Whether an entry is long or short, retype it exactly.

Records from a dataset:
____________

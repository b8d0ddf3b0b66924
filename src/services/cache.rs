//! Redis read-through cache
//!
//! The cache is an optimization only. Every write path updates the store first
//! and then invalidates; any Redis failure is logged and treated as a miss.

use std::time::Duration;
use redis::aio::ConnectionManager;
use redis::{AsyncCommands, Client, RedisResult};
use serde::{de::DeserializeOwned, Serialize};
use tracing::{debug, info, warn};
use crate::config::RedisConfig;
use crate::utils::errors::{BotError, Result};

const CONNECT_TIMEOUT: Duration = Duration::from_secs(3);

/// Cache namespaces with their own TTLs
#[derive(Debug, Clone, Copy, PartialEq, Eq)]
pub enum CacheScope {
    Profile,
    Subscription,
    Catalog,
    ReferralStats,
}

impl CacheScope {
    fn prefix(self) -> &'static str {
        match self {
            CacheScope::Profile => "profile",
            CacheScope::Subscription => "subscription",
            CacheScope::Catalog => "catalog",
            CacheScope::ReferralStats => "referral_stats",
        }
    }
}

#[derive(Clone)]
pub struct CacheService {
    manager: Option<ConnectionManager>,
    config: RedisConfig,
}

impl std::fmt::Debug for CacheService {
    fn fmt(&self, f: &mut std::fmt::Formatter<'_>) -> std::fmt::Result {
        f.debug_struct("CacheService")
            .field("enabled", &self.is_enabled())
            .field("prefix", &self.config.prefix)
            .finish()
    }
}

impl CacheService {
    /// Connect to Redis; an unreachable server yields a disabled cache
    pub async fn connect(config: &RedisConfig) -> Self {
        if !config.enabled {
            info!("Redis cache disabled by configuration");
            return Self::disabled(config);
        }

        match Self::open(config).await {
            Ok(manager) => {
                info!(url = %config.url, "Redis cache connected");
                Self { manager: Some(manager), config: config.clone() }
            }
            Err(e) => {
                warn!(error = %e, "Redis unavailable, continuing without cache");
                Self::disabled(config)
            }
        }
    }

    async fn open(config: &RedisConfig) -> Result<ConnectionManager> {
        let client = Client::open(config.url.as_str())?;
        match tokio::time::timeout(CONNECT_TIMEOUT, ConnectionManager::new(client)).await {
            Ok(manager) => Ok(manager?),
            Err(_) => Err(BotError::Config(format!("Redis connect timed out after {:?}", CONNECT_TIMEOUT))),
        }
    }

    pub fn disabled(config: &RedisConfig) -> Self {
        Self { manager: None, config: config.clone() }
    }

    pub fn is_enabled(&self) -> bool {
        self.manager.is_some()
    }

    fn ttl(&self, scope: CacheScope) -> Duration {
        let seconds = match scope {
            CacheScope::Profile => self.config.profile_ttl_seconds,
            CacheScope::Subscription => self.config.subscription_ttl_seconds,
            CacheScope::Catalog => self.config.catalog_ttl_seconds,
            CacheScope::ReferralStats => self.config.profile_ttl_seconds,
        };
        Duration::from_secs(seconds)
    }

    fn full_key(&self, scope: CacheScope, key: &str) -> String {
        format!("{}{}:{}", self.config.prefix, scope.prefix(), key)
    }

    pub async fn get<T: DeserializeOwned>(&self, scope: CacheScope, key: &str) -> Option<T> {
        let mut conn = self.manager.clone()?;
        let full_key = self.full_key(scope, key);

        let result: RedisResult<Option<String>> = conn.get(&full_key).await;
        match result {
            Ok(Some(data)) => match serde_json::from_str::<T>(&data) {
                Ok(value) => {
                    debug!(key = %full_key, "Cache hit");
                    Some(value)
                }
                Err(e) => {
                    warn!(key = %full_key, error = %e, "Discarding undecodable cache entry");
                    None
                }
            },
            Ok(None) => {
                debug!(key = %full_key, "Cache miss");
                None
            }
            Err(e) => {
                warn!(key = %full_key, error = %e, "Cache read failed");
                None
            }
        }
    }

    pub async fn set<T: Serialize>(&self, scope: CacheScope, key: &str, value: &T) {
        let Some(mut conn) = self.manager.clone() else {
            return;
        };
        let full_key = self.full_key(scope, key);
        let ttl = self.ttl(scope);

        let serialized = match serde_json::to_string(value) {
            Ok(serialized) => serialized,
            Err(e) => {
                warn!(key = %full_key, error = %e, "Failed to serialize cache entry");
                return;
            }
        };

        let result: RedisResult<()> = conn.set_ex(&full_key, serialized, ttl.as_secs()).await;
        match result {
            Ok(()) => debug!(key = %full_key, ttl = ttl.as_secs(), "Value cached"),
            Err(e) => warn!(key = %full_key, error = %e, "Cache write failed"),
        }
    }

    pub async fn invalidate(&self, scope: CacheScope, key: &str) {
        let Some(mut conn) = self.manager.clone() else {
            return;
        };
        let full_key = self.full_key(scope, key);

        let result: RedisResult<i64> = conn.del(&full_key).await;
        match result {
            Ok(deleted) => debug!(key = %full_key, deleted = deleted > 0, "Cache entry invalidated"),
            Err(e) => warn!(key = %full_key, error = %e, "Cache invalidation failed"),
        }
    }

    /// Drop every cached view of one user
    pub async fn invalidate_user(&self, telegram_id: i64) {
        let key = telegram_id.to_string();
        self.invalidate(CacheScope::Profile, &key).await;
        self.invalidate(CacheScope::Subscription, &key).await;
    }

    pub async fn health_check(&self) -> bool {
        let Some(mut conn) = self.manager.clone() else {
            return false;
        };
        let result: RedisResult<String> = redis::cmd("PING").query_async(&mut conn).await;
        match result {
            Ok(response) => response == "PONG",
            Err(e) => {
                warn!(error = %e, "Redis health check failed");
                false
            }
        }
    }
}

#[cfg(test)]
mod tests {
    use super::*;

    fn config() -> RedisConfig {
        RedisConfig {
            url: "redis://127.0.0.1:1".to_string(),
            prefix: "hb:".to_string(),
            enabled: true,
            profile_ttl_seconds: 300,
            subscription_ttl_seconds: 60,
            catalog_ttl_seconds: 600,
        }
    }

    #[test]
    fn test_key_layout() {
        let cache = CacheService::disabled(&config());
        assert_eq!(cache.full_key(CacheScope::Profile, "42"), "hb:profile:42");
        assert_eq!(cache.full_key(CacheScope::Catalog, "plans"), "hb:catalog:plans");
    }

    #[test]
    fn test_scope_ttls() {
        let cache = CacheService::disabled(&config());
        assert_eq!(cache.ttl(CacheScope::Profile), Duration::from_secs(300));
        assert_eq!(cache.ttl(CacheScope::Subscription), Duration::from_secs(60));
        assert_eq!(cache.ttl(CacheScope::Catalog), Duration::from_secs(600));
    }

    #[tokio::test]
    async fn test_disabled_cache_is_a_permanent_miss() {
        let cache = CacheService::disabled(&config());
        cache.set(CacheScope::Profile, "1", &"value").await;
        let value: Option<String> = cache.get(CacheScope::Profile, "1").await;
        assert!(value.is_none());
        assert!(!cache.health_check().await);
    }

    #[tokio::test]
    async fn test_unreachable_redis_degrades_to_disabled() {
        let cache = CacheService::connect(&config()).await;
        assert!(!cache.is_enabled());
    }
}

____________

RESPONSE TO THIS TASK:
repository b8d0ddf3b0b66924
filename src/services/cache.rs
//! Redis read-through cache
//!
//! The cache is an optimization only. Every write path updates the store first
//! and then invalidates; any Redis failure is logged and treated as a miss.

use std::time::Duration;
use redis::aio::ConnectionManager;
use redis::{AsyncCommands, Client, RedisResult};
use serde::{de::DeserializeOwned, Serialize};
use tracing::{debug, info, warn};
use crate::config::RedisConfig;
use crate::utils::errors::{BotError, Result};

const CONNECT_TIMEOUT: Duration = Duration::from_secs(3);

/// Cache namespaces with their own TTLs
#[derive(Debug, Clone, Copy, PartialEq, Eq)]
pub enum CacheScope {
    Profile,
    Subscription,
    Catalog,
    ReferralStats,
}

impl CacheScope {
    fn prefix(self) -> &'static str {
        match self {
            CacheScope::Profile => "profile",
            CacheScope::Subscription => "subscription",
            CacheScope::Catalog => "catalog",
            CacheScope::ReferralStats => "referral_stats",
        }
    }
}

#[derive(Clone)]
pub struct CacheService {
    manager: Option<ConnectionManager>,
    config: RedisConfig,
}

impl std::fmt::Debug for CacheService {
    fn fmt(&self, f: &mut std::fmt::Formatter<'_>) -> std::fmt::Result {
        f.debug_struct("CacheService")
            .field("enabled", &self.is_enabled())
            .field("prefix", &self.config.prefix)
            .finish()
    }
}

impl CacheService {
    /// Connect to Redis; an unreachable server yields a disabled cache
    pub async fn connect(config: &RedisConfig) -> Self {
        if !config.enabled {
            info!("Redis cache disabled by configuration");
            return Self::disabled(config);
        }

        match Self::open(config).await {
            Ok(manager) => {
                info!(url = %config.url, "Redis cache connected");
                Self { manager: Some(manager), config: config.clone() }
            }
            Err(e) => {
                warn!(error = %e, "Redis unavailable, continuing without cache");
                Self::disabled(config)
            }
        }
    }

    async fn open(config: &RedisConfig) -> Result<ConnectionManager> {
        let client = Client::open(config.url.as_str())?;
        match tokio::time::timeout(CONNECT_TIMEOUT, ConnectionManager::new(client)).await {
            Ok(manager) => Ok(manager?),
            Err(_) => Err(BotError::Config(format!("Redis connect timed out after {:?}", CONNECT_TIMEOUT))),
        }
    }

    pub fn disabled(config: &RedisConfig) -> Self {
        Self { manager: None, config: config.clone() }
    }

    pub fn is_enabled(&self) -> bool {
        self.manager.is_some()
    }

    fn ttl(&self, scope: CacheScope) -> Duration {
        let seconds = match scope {
            CacheScope::Profile => self.config.profile_ttl_seconds,
            CacheScope::Subscription => self.config.subscription_ttl_seconds,
            CacheScope::Catalog => self.config.catalog_ttl_seconds,
            CacheScope::ReferralStats => self.config.profile_ttl_seconds,
        };
        Duration::from_secs(seconds)
    }

    fn full_key(&self, scope: CacheScope, key: &str) -> String {
        format!("{}{}:{}", self.config.prefix, scope.prefix(), key)
    }

    pub async fn get<T: DeserializeOwned>(&self, scope: CacheScope, key: &str) -> Option<T> {
        let mut conn = self.manager.clone()?;
        let full_key = self.full_key(scope, key);

        let result: RedisResult<Option<String>> = conn.get(&full_key).await;
        match result {
            Ok(Some(data)) => match serde_json::from_str::<T>(&data) {
                Ok(value) => {
                    debug!(key = %full_key, "Cache hit");
                    Some(value)
                }
                Err(e) => {
                    warn!(key = %full_key, error = %e, "Discarding undecodable cache entry");
                    None
                }
            },
            Ok(None) => {
                debug!(key = %full_key, "Cache miss");
                None
            }
            Err(e) => {
                warn!(key = %full_key, error = %e, "Cache read failed");
                None
            }
        }
    }

    pub async fn set<T: Serialize>(&self, scope: CacheScope, key: &str, value: &T) {
        let Some(mut conn) = self.manager.clone() else {
            return;
        };
        let full_key = self.full_key(scope, key);
        let ttl = self.ttl(scope);

        let serialized = match serde_json::to_string(value) {
            Ok(serialized) => serialized,
            Err(e) => {
                warn!(key = %full_key, error = %e, "Failed to serialize cache entry");
                return;
            }
        };

        let result: RedisResult<()> = conn.set_ex(&full_key, serialized, ttl.as_secs()).await;
        match result {
            Ok(()) => debug!(key = %full_key, ttl = ttl.as_secs(), "Value cached"),
            Err(e) => warn!(key = %full_key, error = %e, "Cache write failed"),
        }
    }

    pub async fn invalidate(&self, scope: CacheScope, key: &str) {
        let Some(mut conn) = self.manager.clone() else {
            return;
        };
        let full_key = self.full_key(scope, key);

        let result: RedisResult<i64> = conn.del(&full_key).await;
        match result {
            Ok(deleted) => debug!(key = %full_key, deleted = deleted > 0, "Cache entry invalidated"),
            Err(e) => warn!(key = %full_key, error = %e, "Cache invalidation failed"),
        }
    }

    /// Drop every cached view of one user
    pub async fn invalidate_user(&self, telegram_id: i64) {
        let key = telegram_id.to_string();
        self.invalidate(CacheScope::Profile, &key).await;
        self.invalidate(CacheScope::Subscription, &key).await;
    }

    pub async fn health_check(&self) -> bool {
        let Some(mut conn) = self.manager.clone() else {
            return false;
        };
        let result: RedisResult<String> = redis::cmd("PING").query_async(&mut conn).await;
        match result {
            Ok(response) => response == "PONG",
            Err(e) => {
                warn!(error = %e, "Redis health check failed");
                false
            }
        }
    }
}

#[cfg(test)]
mod tests {
    use super::*;

    fn config() -> RedisConfig {
        RedisConfig {
            url: "redis://127.0.0.1:1".to_string(),
            prefix: "hb:".to_string(),
            enabled: true,
            profile_ttl_seconds: 300,
            subscription_ttl_seconds: 60,
            catalog_ttl_seconds: 600,
        }
    }

    #[test]
    fn test_key_layout() {
        let cache = CacheService::disabled(&config());
        assert_eq!(cache.full_key(CacheScope::Profile, "42"), "hb:profile:42");
        assert_eq!(cache.full_key(CacheScope::Catalog, "plans"), "hb:catalog:plans");
    }

    #[test]
    fn test_scope_ttls() {
        let cache = CacheService::disabled(&config());
        assert_eq!(cache.ttl(CacheScope::Profile), Duration::from_secs(300));
        assert_eq!(cache.ttl(CacheScope::Subscription), Duration::from_secs(60));
        assert_eq!(cache.ttl(CacheScope::Catalog), Duration::from_secs(600));
    }

    #[tokio::test]
    async fn test_disabled_cache_is_a_permanent_miss() {
        let cache = CacheService::disabled(&config());
        cache.set(CacheScope::Profile, "1", &"value").await;
        let value: Option<String> = cache.get(CacheScope::Profile, "1").await;
        assert!(value.is_none());
        assert!(!cache.health_check().await);
    }

    #[tokio::test]
    async fn test_unreachable_redis_degrades_to_disabled() {
        let cache = CacheService::connect(&config()).await;
        assert!(!cache.is_enabled());
    }
}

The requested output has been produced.